The Government has unveiled a wholesale reform of Britain’s health and safety landscape in the wake of the March 2011 Budget and the Lord Young Common sense, common safety review of health and safety carried out last autumn.
In March, employment minister Chris Grayling said that, under the new government framework Good health and safety, good for everyone, “responsible employers” will no longer face automatic health and safety inspections, with the aim of cutting the number of inspections carried out in the UK by at least one-third.
Fears about the effects of the proposal were raised by health and safety bodies in a recent issue of Occupational Health magazine, with unions in particular worried that corners might end up being cut as a result.
Other measures announced include a review of all existing health and safety laws, to be carried out by Professor Ragnar E Lofstedt, of King’s College London, and due to be published in the autumn.
A new online package, Health and safety made simple, has been published to assist small and low-risk employers.

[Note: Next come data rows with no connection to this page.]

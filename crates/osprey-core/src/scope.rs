//! Read-only view of a class's effective member set.
//!
//! [`SynthesizedMemberScope`] is how later lowering stages see a class:
//! declared members first, in declaration order, followed by the fake
//! overrides produced by the override pass. Dispatch-table construction and
//! call-site binding go through this scope so that inherited members are
//! indistinguishable from declared ones.
//!
//! The scope is deliberately narrow. It answers name and kind filtered
//! queries over the list it holds and nothing else. Classifier lookups
//! (including a query whose kind filter asks only for classifiers) and the
//! eager per-name symbol-table queries return
//! [`ResolutionError::UnsupportedOperation`] instead of an empty result.

use std::fmt;
use std::sync::Arc;

use crate::{Member, MemberKindFilter, ResolutionError, TypeHash};

/// Declared members plus fake overrides of one class.
#[derive(Debug, Clone, PartialEq)]
pub struct SynthesizedMemberScope {
    class_name: String,
    members: Vec<Arc<Member>>,
    declared_count: usize,
}

impl SynthesizedMemberScope {
    /// Create a scope over `declared` followed by `fake_overrides`.
    pub fn new(
        class_name: impl Into<String>,
        declared: Vec<Arc<Member>>,
        fake_overrides: Vec<Arc<Member>>,
    ) -> Self {
        let declared_count = declared.len();
        let mut members = declared;
        members.extend(fake_overrides);
        Self {
            class_name: class_name.into(),
            members,
            declared_count,
        }
    }

    /// Name of the owning class.
    pub fn class_name(&self) -> &str {
        &self.class_name
    }

    /// Every member in scope order.
    pub fn members(&self) -> &[Arc<Member>] {
        &self.members
    }

    /// Members declared by the class itself.
    pub fn declared_members(&self) -> &[Arc<Member>] {
        &self.members[..self.declared_count]
    }

    /// Members synthesized by the override pass.
    pub fn fake_overrides(&self) -> &[Arc<Member>] {
        &self.members[self.declared_count..]
    }

    /// Total number of members.
    pub fn len(&self) -> usize {
        self.members.len()
    }

    /// Check if the scope has no members.
    pub fn is_empty(&self) -> bool {
        self.members.is_empty()
    }

    /// Members named exactly `name` that pass `kinds` and `predicate`.
    ///
    /// A filter asking only for classifiers is rejected with
    /// [`ResolutionError::UnsupportedOperation`]. When the filter mixes
    /// classifiers with callables, the classifier bit is ignored.
    pub fn lookup<P>(
        &self,
        name: &str,
        kinds: MemberKindFilter,
        predicate: P,
    ) -> Result<Vec<&Arc<Member>>, ResolutionError>
    where
        P: Fn(&Member) -> bool,
    {
        self.check_kinds(kinds)?;
        Ok(self
            .members
            .iter()
            .filter(|m| {
                let member: &Member = m;
                member.name == name && kinds.accepts(member.kind) && predicate(member)
            })
            .collect())
    }

    /// All members passing `kinds` whose name passes `name_filter`.
    ///
    /// Classifier-only filters are rejected as in [`lookup`](Self::lookup).
    pub fn contributed_members<F>(
        &self,
        kinds: MemberKindFilter,
        name_filter: F,
    ) -> Result<Vec<&Arc<Member>>, ResolutionError>
    where
        F: Fn(&str) -> bool,
    {
        self.check_kinds(kinds)?;
        Ok(self
            .members
            .iter()
            .filter(|m| kinds.accepts(m.kind) && name_filter(m.name.as_str()))
            .collect())
    }

    /// Check whether a member with this owner-qualified identity is in scope.
    pub fn contains(&self, member_hash: TypeHash) -> bool {
        self.members.iter().any(|m| m.member_hash() == member_hash)
    }

    /// Nested classifier lookup. Not available on a synthesized scope.
    pub fn contributed_classifier(&self, _name: &str) -> Result<TypeHash, ResolutionError> {
        Err(self.unsupported("classifier lookup"))
    }

    /// Eager function lookup. Not available on a synthesized scope; use
    /// [`lookup`](Self::lookup) with [`MemberKindFilter::FUNCTIONS`].
    pub fn contributed_functions(&self, _name: &str) -> Result<Vec<Arc<Member>>, ResolutionError> {
        Err(self.unsupported("function lookup"))
    }

    /// Eager property lookup. Not available on a synthesized scope; use
    /// [`lookup`](Self::lookup) with [`MemberKindFilter::PROPERTIES`].
    pub fn contributed_variables(&self, _name: &str) -> Result<Vec<Arc<Member>>, ResolutionError> {
        Err(self.unsupported("variable lookup"))
    }

    fn check_kinds(&self, kinds: MemberKindFilter) -> Result<(), ResolutionError> {
        if kinds.contains(MemberKindFilter::CLASSIFIERS) && !kinds.intersects(MemberKindFilter::CALLABLES) {
            return Err(self.unsupported("classifier lookup"));
        }
        Ok(())
    }

    fn unsupported(&self, operation: &'static str) -> ResolutionError {
        ResolutionError::UnsupportedOperation {
            operation,
            scope: self.class_name.clone(),
        }
    }
}

impl fmt::Display for SynthesizedMemberScope {
    fn fmt(&self, f: &mut fmt::Formatter<'_>) -> fmt::Result {
        writeln!(f, "scope {} {{", self.class_name)?;
        for member in &self.members {
            write!(f, "    {} {} {}", member.modality, member.kind, member)?;
            if member.is_fake_override() {
                f.write_str(" <fake override of")?;
                for (i, base) in member.overridden().iter().enumerate() {
                    let sep = if i == 0 { " " } else { ", " };
                    write!(f, "{sep}{}", base.owner_name)?;
                }
                f.write_str(">")?;
            }
            writeln!(f)?;
        }
        write!(f, "}}")
    }
}

#[cfg(test)]
mod tests {
    use super::*;
    use crate::{DataType, MemberKind, Modality, Signature};

    fn declared(owner: &str, kind: MemberKind, name: &str) -> Arc<Member> {
        Arc::new(Member::declared(
            owner,
            kind,
            name,
            Signature::returning(DataType::named("Int")),
            Modality::Open,
        ))
    }

    fn sample_scope() -> SynthesizedMemberScope {
        let base_g = declared("Base", MemberKind::Function, "g");
        let fake_g = Arc::new(Member::fake_override(
            TypeHash::from_name("Derived"),
            "Derived",
            &base_g,
            vec![base_g.clone()],
        ));
        SynthesizedMemberScope::new(
            "Derived",
            vec![
                declared("Derived", MemberKind::Function, "f"),
                declared("Derived", MemberKind::Property, "size"),
            ],
            vec![fake_g],
        )
    }

    #[test]
    fn declared_members_come_first() {
        let scope = sample_scope();
        assert_eq!(scope.len(), 3);
        assert_eq!(scope.declared_members().len(), 2);
        assert_eq!(scope.fake_overrides().len(), 1);
        assert_eq!(scope.fake_overrides()[0].name, "g");
        assert!(!scope.is_empty());
    }

    #[test]
    fn lookup_filters_by_name_kind_and_predicate() {
        let scope = sample_scope();

        let found = |name, kinds, predicate: fn(&Member) -> bool| {
            scope.lookup(name, kinds, predicate).unwrap().len()
        };
        assert_eq!(found("f", MemberKindFilter::CALLABLES, |_| true), 1);
        assert_eq!(found("f", MemberKindFilter::PROPERTIES, |_| true), 0);
        assert_eq!(found("g", MemberKindFilter::FUNCTIONS, |m| m.is_fake_override()), 1);
        assert_eq!(found("g", MemberKindFilter::FUNCTIONS, |m| m.is_abstract()), 0);
        assert_eq!(found("missing", MemberKindFilter::all(), |_| true), 0);
    }

    #[test]
    fn contributed_members_filters_names() {
        let scope = sample_scope();

        let functions = scope
            .contributed_members(MemberKindFilter::FUNCTIONS, |_| true)
            .unwrap();
        let names: Vec<&str> = functions.iter().map(|m| m.name.as_str()).collect();
        assert_eq!(names, vec!["f", "g"]);

        let sized = scope
            .contributed_members(MemberKindFilter::all(), |n| n.starts_with('s'))
            .unwrap();
        assert_eq!(sized.len(), 1);
        assert_eq!(sized[0].kind, MemberKind::Property);
    }

    #[test]
    fn classifier_only_filter_is_unsupported() {
        let scope = sample_scope();

        let by_name = scope.lookup("f", MemberKindFilter::CLASSIFIERS, |_| true);
        let by_filter = scope.contributed_members(MemberKindFilter::CLASSIFIERS, |_| true);
        for err in [by_name.unwrap_err(), by_filter.unwrap_err()] {
            assert!(matches!(
                err,
                ResolutionError::UnsupportedOperation { operation: "classifier lookup", .. }
            ));
        }

        let mixed = MemberKindFilter::CLASSIFIERS | MemberKindFilter::FUNCTIONS;
        assert_eq!(scope.lookup("f", mixed, |_| true).unwrap().len(), 1);
    }

    #[test]
    fn contains_uses_member_identity() {
        let scope = sample_scope();
        let f = &scope.declared_members()[0];
        assert!(scope.contains(f.member_hash()));

        let elsewhere = declared("Other", MemberKind::Function, "f");
        assert!(!scope.contains(elsewhere.member_hash()));
    }

    #[test]
    fn eager_lookups_are_unsupported() {
        let scope = sample_scope();

        for err in [
            scope.contributed_classifier("Nested").unwrap_err(),
            scope.contributed_functions("f").unwrap_err(),
            scope.contributed_variables("size").unwrap_err(),
        ] {
            assert!(matches!(
                err,
                ResolutionError::UnsupportedOperation { ref scope, .. } if scope == "Derived"
            ));
        }
    }

    #[test]
    fn display_marks_fake_overrides() {
        let text = sample_scope().to_string();
        assert!(text.starts_with("scope Derived {"));
        assert!(text.contains("open fun Derived::f(): Int\n"));
        assert!(text.contains("open fun Derived::g(): Int <fake override of Base>"));
        assert!(text.ends_with('}'));
    }
}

A new Occupational Safety and Health Consultants Register has also gone “live”. It is designed to help businesses and organisations to source health and safety advice more easily.
“Of course it is right to protect employees in the workplace, but Britain’s health and safety culture is also stifling business and holding back economic growth,” said Grayling. “The purpose of health and safety regulation is to protect people at work and rightly so. But we need common sense at the heart of the system, and these measures will help root out the needless burden of bureaucracy.”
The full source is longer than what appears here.